Why Are Consumers Changing Their Spending Habits?
The primary driver behind current spending shifts is the cumulative impact of inflation on household purchasing power. Mary Hines Droesch, head of consumer and small business products at Bank of America, notes that while the labor market remains strong, the cost of living has forced a “trade-off” mentality among many Americans. According to the Bureau of Labor Statistics, while the rate of inflation has cooled from its 2022 peak, the absolute price levels for food, shelter, and energy remain significantly higher than they were three years ago.

How Are Households Adjusting Their Budgets?
Data indicates a clear migration toward value-oriented shopping and a reduction in non-essential services.
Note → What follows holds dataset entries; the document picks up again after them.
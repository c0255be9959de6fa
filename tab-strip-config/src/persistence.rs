//! Config persistence and path resolution for `TabStripConfig`.
//!
//! Covers:
//! - `load` / `save` against the per-user config file
//! - `load_from` / `save_to` for explicit paths (atomic write)
//! - XDG-style path helpers (`config_path`, `config_dir`)

use std::fs;
use std::path::{Path, PathBuf};

use anyhow::Result;

use crate::config::TabStripConfig;
use crate::error::ConfigError;

const CONFIG_FILE_NAME: &str = "config.yaml";
const APP_DIR_NAME: &str = "tab-strip";

impl TabStripConfig {
    /// Load configuration from the per-user config file, creating it with
    /// defaults if it does not exist yet.
    pub fn load() -> Result<Self> {
        let config_path = Self::config_path();
        log::info!("Config path: {:?}", config_path);

        if config_path.exists() {
            return Self::load_from(&config_path);
        }

        log::info!(
            "Config file not found, creating default at {:?}",
            config_path
        );
        let config = Self::default();
        if let Err(e) = config.save() {
            log::error!("Failed to save default config: {}", e);
            return Err(e);
        }
        Ok(config)
    }

    /// Load configuration from `path`.
    ///
    /// A missing file yields the default configuration; unreadable or
    /// malformed files are reported as [`ConfigError`].
    pub fn load_from(path: &Path) -> Result<Self> {
        if !path.exists() {
            log::debug!("No config at {:?}, using defaults", path);
            return Ok(Self::default());
        }

        log::info!("Loading config from {:?}", path);
        let contents = fs::read_to_string(path).map_err(ConfigError::from)?;
        let config: TabStripConfig =
            serde_yaml_ng::from_str(&contents).map_err(ConfigError::from)?;
        Ok(config)
    }

    /// Save configuration to the per-user config file
    pub fn save(&self) -> Result<()> {
        self.save_to(&Self::config_path())
    }

    /// Save configuration to `path`, creating parent directories as needed.
    pub fn save_to(&self, path: &Path) -> Result<()> {
        if let Some(parent) = path.parent()
            && !parent.as_os_str().is_empty()
        {
            fs::create_dir_all(parent).map_err(ConfigError::from)?;
        }

        let yaml = serde_yaml_ng::to_string(self).map_err(ConfigError::from)?;

        // Atomic save: write to temp file then rename to prevent corruption on crash
        let temp_path = path.with_extension("yaml.tmp");
        fs::write(&temp_path, &yaml).map_err(ConfigError::from)?;
        fs::rename(&temp_path, path).map_err(ConfigError::from)?;

        log::debug!("Saved config to {:?}", path);
        Ok(())
    }

    /// Get the configuration file path (using XDG convention)
    pub fn config_path() -> PathBuf {
        Self::config_dir().join(CONFIG_FILE_NAME)
    }

    /// Get the configuration directory path (using XDG convention)
    pub fn config_dir() -> PathBuf {
        #[cfg(target_os = "windows")]
        {
            if let Some(config_dir) = dirs::config_dir() {
                config_dir.join(APP_DIR_NAME)
            } else {
                PathBuf::from(".")
            }
        }
        #[cfg(not(target_os = "windows"))]
        {
            // ~/.config/tab-strip on every non-Windows platform
            if let Some(home_dir) = dirs::home_dir() {
                home_dir.join(".config").join(APP_DIR_NAME)
            } else {
                PathBuf::from(".")
            }
        }
    }
}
Consumers are demonstrating this shift through three primary behaviors:
- Prioritizing Essentials: Families are allocating a larger share of their monthly income to groceries and utilities, often at the expense of dining out or entertainment.
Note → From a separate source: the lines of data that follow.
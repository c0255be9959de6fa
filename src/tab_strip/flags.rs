//! Option sets and enums passed to tab strip operations.

use serde::{Deserialize, Serialize};

/// Options for inserting a tab.
#[derive(Debug, Clone, Copy, PartialEq, Eq, Default)]
pub struct AddTabFlags {
    /// Make the new tab the active tab
    pub active: bool,
    /// Pin the new tab
    pub pinned: bool,
    /// Use the supplied index instead of asking the order controller.
    /// Only meaningful for `add_tab`; `insert_tab_at` always uses the index
    /// it is given, subject to the mini-tab constraint.
    pub force_index: bool,
    /// Record the active tab as the new tab's opener (group relationship)
    pub inherit_group: bool,
    /// Record the active tab as the new tab's opener
    pub inherit_opener: bool,
}

impl AddTabFlags {
    pub const NONE: AddTabFlags = AddTabFlags {
        active: false,
        pinned: false,
        force_index: false,
        inherit_group: false,
        inherit_opener: false,
    };

    pub const ACTIVE: AddTabFlags = AddTabFlags {
        active: true,
        ..AddTabFlags::NONE
    };

    pub const PINNED: AddTabFlags = AddTabFlags {
        pinned: true,
        ..AddTabFlags::NONE
    };

    pub const FORCE_INDEX: AddTabFlags = AddTabFlags {
        force_index: true,
        ..AddTabFlags::NONE
    };

    /// Union of two flag sets.
    pub const fn with(self, other: AddTabFlags) -> AddTabFlags {
        AddTabFlags {
            active: self.active || other.active,
            pinned: self.pinned || other.pinned,
            force_index: self.force_index || other.force_index,
            inherit_group: self.inherit_group || other.inherit_group,
            inherit_opener: self.inherit_opener || other.inherit_opener,
        }
    }

    /// Whether the new tab should remember the active tab as its opener.
    pub fn inherits_opener(&self) -> bool {
        self.inherit_group || self.inherit_opener
    }
}

/// Options for closing a tab.
#[derive(Debug, Clone, Copy, PartialEq, Eq, Default)]
pub struct CloseTabFlags {
    /// The close was requested by the user
    pub user_gesture: bool,
    /// Record the tab in the recently-closed history
    pub create_historical_tab: bool,
}

impl CloseTabFlags {
    pub const NONE: CloseTabFlags = CloseTabFlags {
        user_gesture: false,
        create_historical_tab: false,
    };

    pub const USER_GESTURE: CloseTabFlags = CloseTabFlags {
        user_gesture: true,
        create_historical_tab: false,
    };

    pub const CREATE_HISTORICAL_TAB: CloseTabFlags = CloseTabFlags {
        user_gesture: false,
        create_historical_tab: true,
    };

    /// Union of two flag sets.
    pub const fn with(self, other: CloseTabFlags) -> CloseTabFlags {
        CloseTabFlags {
            user_gesture: self.user_gesture || other.user_gesture,
            create_historical_tab: self.create_historical_tab || other.create_historical_tab,
        }
    }
}

/// What changed about a tab, passed along with `tab_changed_at`.
#[derive(Debug, Clone, Copy, PartialEq, Eq, Serialize, Deserialize)]
#[serde(rename_all = "snake_case")]
pub enum TabChangeType {
    /// Only the loading state changed
    LoadingOnly,
    /// Only the title changed and the page isn't loading
    TitleNotLoading,
    /// Anything else
    All,
}

/// Why a tab's contents were replaced in place.
#[derive(Debug, Clone, Copy, PartialEq, Eq, Serialize, Deserialize)]
#[serde(rename_all = "snake_case")]
pub enum TabReplaceType {
    /// The contents were swapped for a lightweight placeholder
    Phantom,
    /// A preview was committed as the tab's contents
    MatchPreview,
}
//! Shared integration test helpers for tab-strip.
//!
//! Fake contents and a scripted delegate that record what the model asked of
//! them, plus factories for models pre-populated with tabs.
//!
//! # Usage
//!
//! ```ignore
//! mod common;
//! use common::{model_with_tabs, TestContents};
//! ```
//!
//! The `#[allow(dead_code)]` attribute suppresses warnings when only a
//! subset of helpers are used per file.

#![allow(dead_code)]

use std::cell::{Cell, RefCell};
use std::collections::HashSet;
use std::rc::Rc;

use tab_strip::{
    ContentsHandle, EventRecorder, TabContents, TabStripModel, TabStripModelDelegate,
    TabStripModelObserver,
};

// ---------------------------------------------------------------------------
// Contents
// ---------------------------------------------------------------------------

/// Contents that count what the model did to them.
#[derive(Default)]
pub struct TestContents {
    pub title: String,
    pub app: bool,
    pub destroyed: Cell<usize>,
    pub closed_by_user: Cell<bool>,
    pub loading: Cell<bool>,
    pub reloadable: Cell<bool>,
    pub reloads: Cell<usize>,
}

impl TestContents {
    pub fn page(title: &str) -> Rc<Self> {
        Rc::new(Self {
            title: title.to_string(),
            reloadable: Cell::new(true),
            ..Self::default()
        })
    }

    pub fn app(title: &str) -> Rc<Self> {
        Rc::new(Self {
            title: title.to_string(),
            app: true,
            reloadable: Cell::new(true),
            ..Self::default()
        })
    }
}

impl TabContents for TestContents {
    fn is_app(&self) -> bool {
        self.app
    }

    fn destroy(&self) {
        self.destroyed.set(self.destroyed.get() + 1);
    }

    fn set_closed_by_user_gesture(&self, closed_by_user: bool) {
        self.closed_by_user.set(closed_by_user);
    }

    fn closed_by_user_gesture(&self) -> bool {
        self.closed_by_user.get()
    }

    fn is_loading(&self) -> bool {
        self.loading.get()
    }

    fn can_reload(&self) -> bool {
        self.reloadable.get()
    }

    fn reload(&self) {
        self.reloads.set(self.reloads.get() + 1);
    }

    fn title(&self) -> String {
        self.title.clone()
    }
}

/// Upcast a concrete test contents to the handle type the model takes.
pub fn handle(contents: &Rc<TestContents>) -> ContentsHandle {
    contents.clone()
}

// ---------------------------------------------------------------------------
// Delegate
// ---------------------------------------------------------------------------

/// Delegate whose answers are set by the test and which logs every call.
#[derive(Default)]
pub struct TestDelegate {
    /// Indices `can_close_at` refuses
    pub refuse_close: RefCell<HashSet<usize>>,
    /// Titles whose close is deferred for unload listeners
    pub pending_unload: RefCell<HashSet<String>>,
    pub can_close_any: Cell<bool>,
    pub can_duplicate: Cell<bool>,
    pub can_restore: Cell<bool>,
    /// Titles recorded through `create_historical_tab`
    pub historical: RefCell<Vec<String>>,
    /// Blank contents handed out by `add_blank_tab`
    pub blanks: RefCell<Vec<Rc<TestContents>>>,
    /// Every call, as "method" or "method:arg"
    pub calls: RefCell<Vec<String>>,
}

impl TestDelegate {
    pub fn new() -> Rc<Self> {
        Rc::new(Self {
            can_close_any: Cell::new(true),
            ..Self::default()
        })
    }

    pub fn calls(&self) -> Vec<String> {
        self.calls.borrow().clone()
    }

    fn call(&self, name: String) {
        self.calls.borrow_mut().push(name);
    }
}

impl TabStripModelDelegate for TestDelegate {
    fn add_blank_tab(&self, foreground: bool) -> ContentsHandle {
        let blank = TestContents::page(&format!("blank {}", self.blanks.borrow().len()));
        self.blanks.borrow_mut().push(Rc::clone(&blank));
        self.call(format!("add_blank_tab:{}", foreground));
        blank
    }

    fn can_duplicate_at(&self, _index: usize) -> bool {
        self.can_duplicate.get()
    }

    fn duplicate_at(&self, index: usize) {
        self.call(format!("duplicate_at:{}", index));
    }

    fn create_historical_tab(&self, contents: &ContentsHandle) {
        self.historical.borrow_mut().push(contents.title());
    }

    fn run_unload_listener_before_closing(&self, contents: &ContentsHandle) -> bool {
        self.pending_unload.borrow().contains(&contents.title())
    }

    fn can_restore_tab(&self) -> bool {
        self.can_restore.get()
    }

    fn restore_tab(&self) {
        self.call("restore_tab".to_string());
    }

    fn can_close_at(&self, index: usize) -> bool {
        !self.refuse_close.borrow().contains(&index)
    }

    fn can_close_any(&self) -> bool {
        self.can_close_any.get()
    }
}

// ---------------------------------------------------------------------------
// Models
// ---------------------------------------------------------------------------

/// A model with one background tab per title. The first tab is active.
pub fn model_with_tabs(
    titles: &[&str],
) -> (TabStripModel, Rc<TestDelegate>, Vec<Rc<TestContents>>) {
    let delegate = TestDelegate::new();
    let mut model = TabStripModel::new(delegate.clone());
    let tabs: Vec<Rc<TestContents>> = titles.iter().map(|t| TestContents::page(t)).collect();
    for tab in &tabs {
        model.append_tab(handle(tab), false);
    }
    (model, delegate, tabs)
}

/// Register a fresh recorder on `model`.
pub fn attach_recorder(model: &mut TabStripModel) -> Rc<EventRecorder> {
    let recorder = Rc::new(EventRecorder::new(None));
    let observer: Rc<dyn TabStripModelObserver> = recorder.clone();
    model.add_observer(observer);
    recorder
}

/// Titles of the tabs in display order.
pub fn titles(model: &TabStripModel) -> Vec<String> {
    (0..model.count())
        .filter_map(|index| model.contents_at(index))
        .map(|contents| contents.title())
        .collect()
}

/// Whether the mini tabs form a prefix of the strip.
pub fn mini_prefix_holds(model: &TabStripModel) -> bool {
    let first_non_mini = model.index_of_first_non_mini_tab();
    (0..model.count()).all(|index| model.is_mini_tab(index) == (index < first_non_mini))
}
- Trade-Down Behavior: Many shoppers are moving toward private-label or “store brand” goods to offset higher unit prices at the grocery store.
- Strategic Credit Use: Households are relying on credit cards to bridge gaps between paychecks, though Bank of America’s report suggests that payment delinquency rates remain near pre-pandemic levels for many segments.
Comparison: Discretionary vs. Essential Spending
The current economic climate has created a widening gap between how different sectors perform. The following table illustrates the divergence in consumer priorities based on recent transaction data.
| Category | Spending Trend | Primary Driver |
|---|---|---|
| Grocery/Supermarkets | Increased | Higher food prices/Inflation |
| Travel/Leisure | Stabilizing | Post-pandemic demand cooling |
| Retail/Apparel | Decreased | Prioritization of necessities |
What Happens Next for the Economy?
Economists are watching the relationship between consumer debt and interest rates closely. According to the Federal Reserve’s recent meeting minutes, officials are monitoring whether the current “resilient” spending can persist if the labor market softens. If unemployment rises, the reliance on credit—which currently acts as a buffer—could become a significant risk factor for household solvency.
Frequently Asked Questions
- Is consumer spending actually down? No, total spending is still growing, but the rate of growth has slowed, and it is increasingly concentrated in essential categories rather than luxury or discretionary goods.
- How does this impact small businesses? Small businesses that rely on discretionary income, such as boutique retail or independent service providers, are seeing more volatility in sales compared to essential retailers.
- Are Americans saving less? Yes, the personal savings rate has fluctuated, as many households draw down on pandemic-era savings buffers to maintain their current standard of living amid elevated costs.